歴代シンガーの中では一番稼いでいそうだし(笑)。

おはようございます。
今月号は、アルバムレビューの読み応えが抜群でした。リリース数と僕が気になるアルバムが多いからという理由だけですけども(笑) 今月はやっぱりTHE MAGNIFICENTが一番気になりますね!メジャー度は低いですが。。。あと、レビューには載っていませんが陰陽座。これにも期待です。

>ピッペンさん

今月は少なくともメロディ派の人間にとっては気になるアルバムが多いですよね。
THE MAGNIFICENTも陰陽座も楽しみですね。

今月号はなかなか注目リリースがありますね。個人的に注目しているのはMYRATHとTHE MAGNIFICENTあたりです。

MYRATHは前作の「SYMPHONY X+アラビアン民俗音楽」といった印象の音楽性に惹かれたものなので今作の日本盤リリースは嬉しいです。チュニジアって正直メタルのイメージは殆ど浮かばないがこんなメロディック・メタルバンドもいるものなんですね。意外と侮れないものです。

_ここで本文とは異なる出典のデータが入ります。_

//! End-to-end settlement behaviour of `Casino`

use dice_casino::games::randomness::{OsDiceSource, ScriptedDiceSource};
use dice_casino::{AccountId, Amount, Casino, CasinoEvent, DieFace, GameError, GameOutcome, GameParameters};
use proptest::prelude::*;
use std::sync::Arc;

fn amount(s: &str) -> Amount {
    s.parse().unwrap()
}

fn owner() -> AccountId {
    AccountId::new("owner")
}

/// Casino with standard parameters whose die always shows `face`
fn rigged_casino(face: u8, funding: Amount) -> Casino {
    let source = ScriptedDiceSource::repeating(DieFace::new(face).unwrap());
    let casino = Casino::new(owner(), GameParameters::standard(), Arc::new(source)).unwrap();
    if !funding.is_zero() {
        casino.fund(&owner(), funding).unwrap();
    }
    casino
}

#[test]
fn winning_bet_pays_six_times_less_house_edge() {
    let casino = rigged_casino(3, amount("10"));
    let player = AccountId::new("player1");

    let record = casino.place_bet(&player, 3, amount("0.05")).unwrap();

    assert_eq!(record.chosen_number.value(), 3);
    assert_eq!(record.rolled_number.value(), 3);
    assert_eq!(record.payout, amount("0.285"));
    assert_eq!(record.outcome, GameOutcome::Win);
    // 10 + 0.05 - 0.285
    assert_eq!(casino.balance_of(), amount("9.765"));
    assert_eq!(casino.history_of(&player), vec![record]);
}

#[test]
fn losing_bet_keeps_the_stake() {
    let casino = rigged_casino(4, amount("10"));
    let player = AccountId::new("player1");

    let record = casino.place_bet(&player, 3, amount("0.05")).unwrap();

    assert_eq!(record.rolled_number.value(), 4);
    assert_eq!(record.payout, Amount::ZERO);
    assert_eq!(record.outcome, GameOutcome::Loss);
    assert_eq!(casino.balance_of(), amount("10.05"));
    assert_eq!(casino.history_of(&player).len(), 1);
}

#[test]
fn history_is_kept_in_submission_order() {
    let casino = rigged_casino(1, amount("10"));
    let player = AccountId::new("player1");

    let stakes = ["0.01", "0.02", "0.03"];
    for (i, stake) in stakes.iter().enumerate() {
        casino.place_bet(&player, (i + 1) as u8, amount(stake)).unwrap();
    }

    let history = casino.history_of(&player);
    let recorded: Vec<Amount> = history.iter().map(|r| r.bet_amount).collect();
    assert_eq!(recorded, stakes.iter().map(|s| amount(s)).collect::<Vec<_>>());
    let chosen: Vec<u8> = history.iter().map(|r| r.chosen_number.value()).collect();
    assert_eq!(chosen, vec![1, 2, 3]);
    assert!(history.windows(2).all(|w| w[0].game_id < w[1].game_id));

    assert!(casino.history_of(&AccountId::new("stranger")).is_empty());
    assert_eq!(casino.history_page(&player, 1, 1), vec![history[1].clone()]);
}

#[test]
fn shortfall_boundary_is_exact() {
    // Winning payout on a stake of 1 is 5.7, so balance + stake must reach 5.7
    let exact = amount("4.7");
    let casino = rigged_casino(6, exact);
    let record = casino.place_bet(&AccountId::new("p"), 6, amount("1")).unwrap();
    assert_eq!(record.payout, amount("5.7"));
    assert_eq!(casino.balance_of(), Amount::ZERO);

    let short = Amount::from_planck(exact.planck() - 1);
    for roll in [6, 2] {
        let casino = rigged_casino(roll, short);
        let err = casino.place_bet(&AccountId::new("p"), 6, amount("1")).unwrap_err();
        assert_eq!(
            err,
            GameError::InsufficientTreasury {
                required: amount("5.7"),
                available: Amount::from_planck(amount("5.7").planck() - 1),
            }
        );
        assert_eq!(casino.balance_of(), short);
        assert!(casino.history_of(&AccountId::new("p")).is_empty());
    }
}

#[test]
fn empty_treasury_rejects_every_bet() {
    let casino = rigged_casino(2, Amount::ZERO);
    let err = casino.place_bet(&AccountId::new("p"), 1, amount("0.05")).unwrap_err();
    assert!(matches!(err, GameError::InsufficientTreasury { .. }));
    assert_eq!(casino.balance_of(), Amount::ZERO);
    assert_eq!(casino.stats().bet_count, 0);
}

#[test]
fn invalid_numbers_are_rejected_without_side_effects() {
    let casino = rigged_casino(1, amount("10"));
    let player = AccountId::new("p");
    for n in [0u8, 7, 42, 255] {
        assert_eq!(
            casino.place_bet(&player, n, amount("0.05")),
            Err(GameError::InvalidNumber(n.into()))
        );
    }
    assert_eq!(casino.balance_of(), amount("10"));
    assert!(casino.history_of(&player).is_empty());
}

#[test]
fn parameter_updates_are_operator_only() {
    let casino = rigged_casino(1, amount("10"));
    let updated = GameParameters {
        min_bet: amount("0.02"),
        max_bet: amount("2"),
        house_edge_bps: 600,
    };

    for caller in ["player", "Owner", "owner2"] {
        assert!(matches!(
            casino.update_parameters(&AccountId::new(caller), updated),
            Err(GameError::Unauthorized { .. })
        ));
    }
    assert_eq!(casino.parameters(), GameParameters::standard());

    casino.update_parameters(&owner(), updated).unwrap();
    assert_eq!(casino.parameters(), updated);

    // New bounds apply to the next bet
    assert!(matches!(
        casino.place_bet(&AccountId::new("p"), 1, amount("0.01")),
        Err(GameError::BetTooLow { .. })
    ));
    let record = casino.place_bet(&AccountId::new("p"), 1, amount("1")).unwrap();
    // 1 * 6 * 9400 / 10000
    assert_eq!(record.payout, amount("5.64"));
}

#[test]
fn withdraw_moves_exact_amounts() {
    let casino = rigged_casino(1, amount("10"));

    assert!(matches!(
        casino.withdraw(&AccountId::new("player"), amount("1")),
        Err(GameError::Unauthorized { .. })
    ));
    assert!(matches!(
        casino.withdraw(&owner(), amount("10.000000000001")),
        Err(GameError::InsufficientFunds { .. })
    ));
    assert_eq!(casino.balance_of(), amount("10"));

    casino.withdraw(&owner(), amount("2.5")).unwrap();
    assert_eq!(casino.balance_of(), amount("7.5"));
    casino.withdraw(&owner(), amount("7.5")).unwrap();
    assert_eq!(casino.balance_of(), Amount::ZERO);

    let totals = casino.treasury_totals();
    assert_eq!(totals.total_funded, amount("10"));
    assert_eq!(totals.total_withdrawn, amount("10"));
}

#[test]
fn anyone_can_fund_the_treasury() {
    let casino = rigged_casino(1, Amount::ZERO);
    let mut events = casino.subscribe();

    casino.fund(&AccountId::new("benefactor"), amount("3")).unwrap();

    assert_eq!(casino.balance_of(), amount("3"));
    match events.try_recv().unwrap() {
        CasinoEvent::TreasuryFunded { from, amount: funded, balance } => {
            assert_eq!(from.as_str(), "benefactor");
            assert_eq!(funded, amount("3"));
            assert_eq!(balance, amount("3"));
        }
        other => panic!("unexpected event {other:?}"),
    }
}

#[test]
fn settlement_events_carry_the_game_id() {
    let casino = rigged_casino(5, amount("10"));
    let mut events = casino.subscribe();
    let player = AccountId::new("p");

    let record = casino.place_bet(&player, 5, amount("0.1")).unwrap();

    assert_eq!(
        events.try_recv().unwrap(),
        CasinoEvent::BetPlaced {
            game_id: record.game_id,
            player: player.clone(),
            amount: amount("0.1"),
            chosen_number: DieFace::new(5).unwrap(),
        }
    );
    assert_eq!(
        events.try_recv().unwrap(),
        CasinoEvent::DiceRolled {
            game_id: record.game_id,
            player: player.clone(),
            rolled_number: DieFace::new(5).unwrap(),
        }
    );
    assert_eq!(
        events.try_recv().unwrap(),
        CasinoEvent::PayoutSent {
            game_id: record.game_id,
            player,
            amount: amount("0.57"),
        }
    );
    assert!(events.try_recv().is_err());
}

#[test]
fn concurrent_bets_conserve_the_treasury() {
    let initial = amount("1000");
    let casino = Casino::new(owner(), GameParameters::standard(), Arc::new(OsDiceSource)).unwrap();
    casino.fund(&owner(), initial).unwrap();

    let threads = 8;
    let bets_per_thread = 50;
    let results: Vec<(AccountId, Vec<dice_casino::GameRecord>)> = std::thread::scope(|scope| {
        let handles: Vec<_> = (0..threads)
            .map(|t| {
                let casino = &casino;
                scope.spawn(move || {
                    let player = AccountId::new(format!("player-{t}"));
                    let records: Vec<_> = (0..bets_per_thread)
                        .map(|i| {
                            let number = (i % 6 + 1) as u8;
                            casino.place_bet(&player, number, amount("0.05")).unwrap()
                        })
                        .collect();
                    (player, records)
                })
            })
            .collect();
        handles.into_iter().map(|h| h.join().unwrap()).collect()
    });

    let mut staked = 0u128;
    let mut paid = 0u128;
    for (player, records) in &results {
        staked += records.iter().map(|r| r.bet_amount.planck()).sum::<u128>();
        paid += records.iter().map(|r| r.payout.planck()).sum::<u128>();
        assert_eq!(&casino.history_of(player), records);
    }
    assert_eq!(
        casino.balance_of().planck(),
        initial.planck() + staked - paid
    );

    let stats = casino.stats();
    assert_eq!(stats.bet_count, (threads * bets_per_thread) as u64);
    assert_eq!(stats.player_count, threads);

    let mut ids: Vec<u64> = results.iter().flat_map(|(_, r)| r.iter().map(|r| r.game_id)).collect();
    ids.sort_unstable();
    assert_eq!(ids, (1..=(threads * bets_per_thread) as u64).collect::<Vec<_>>());
}

proptest! {
    #[test]
    fn any_stake_in_bounds_settles_correctly(
        stake_planck in 10_000_000_000u128..=1_000_000_000_000u128,
        chosen in 1u8..=6,
        rolled in 1u8..=6,
    ) {
        let casino = rigged_casino(rolled, amount("10"));
        let stake = Amount::from_planck(stake_planck);

        let record = casino.place_bet(&AccountId::new("p"), chosen, stake).unwrap();

        prop_assert_eq!(record.chosen_number.value(), chosen);
        prop_assert_eq!(record.rolled_number.value(), rolled);
        let expected = if chosen == rolled { stake_planck * 6 * 9_500 / 10_000 } else { 0 };
        prop_assert_eq!(record.payout.planck(), expected);
        prop_assert_eq!(
            casino.balance_of().planck(),
            amount("10").planck() + stake_planck - expected
        );
    }

    #[test]
    fn out_of_bound_stakes_change_nothing(
        stake_planck in prop_oneof![
            0u128..10_000_000_000u128,
            1_000_000_000_001u128..100_000_000_000_000u128,
        ],
        chosen in 1u8..=6,
    ) {
        let casino = rigged_casino(chosen, amount("10"));
        let result = casino.place_bet(&AccountId::new("p"), chosen, Amount::from_planck(stake_planck));

        let bound_error = matches!(result, Err(GameError::BetTooLow { .. }) | Err(GameError::BetTooHigh { .. }));
        prop_assert!(bound_error);
        prop_assert_eq!(casino.balance_of(), amount("10"));
        prop_assert!(casino.history_of(&AccountId::new("p")).is_empty());
    }

    #[test]
    fn operator_withdrawals_are_exact(withdraw_planck in 0u128..=20_000_000_000_000u128) {
        let casino = rigged_casino(1, amount("10"));
        let before = casino.balance_of();
        let result = casino.withdraw(&owner(), Amount::from_planck(withdraw_planck));

        if withdraw_planck <= before.planck() {
            prop_assert!(result.is_ok());
            prop_assert_eq!(casino.balance_of().planck(), before.planck() - withdraw_planck);
        } else {
            let insufficient = matches!(result, Err(GameError::InsufficientFunds { .. }));
            prop_assert!(insufficient);
            prop_assert_eq!(casino.balance_of(), before);
        }
    }
}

あのCIRCUS MAXIMUSのマイケル・エリクセンのサイドプロジェクトであるTHE MAGNIFICENTも、もうすでに公開された音源を聴く限りではCMとは違ったストレートなメロディアス・ハードといった趣でかなりツボでした。アルバムが楽しみ。

>ハルディンさん

私もレビューを観ていて「チュニジア出身?」という点には興味を引かれました。

でも最近はトルコやイスラエルなど、中東方面からもボチボチ優れたアーティストが登場しているので、もはや世界のどこからメタル・バンドが登場してもおかしくないのかもしれません。
「グローバル・メタル」という映画がありましたが、まさにそういう時代ですね。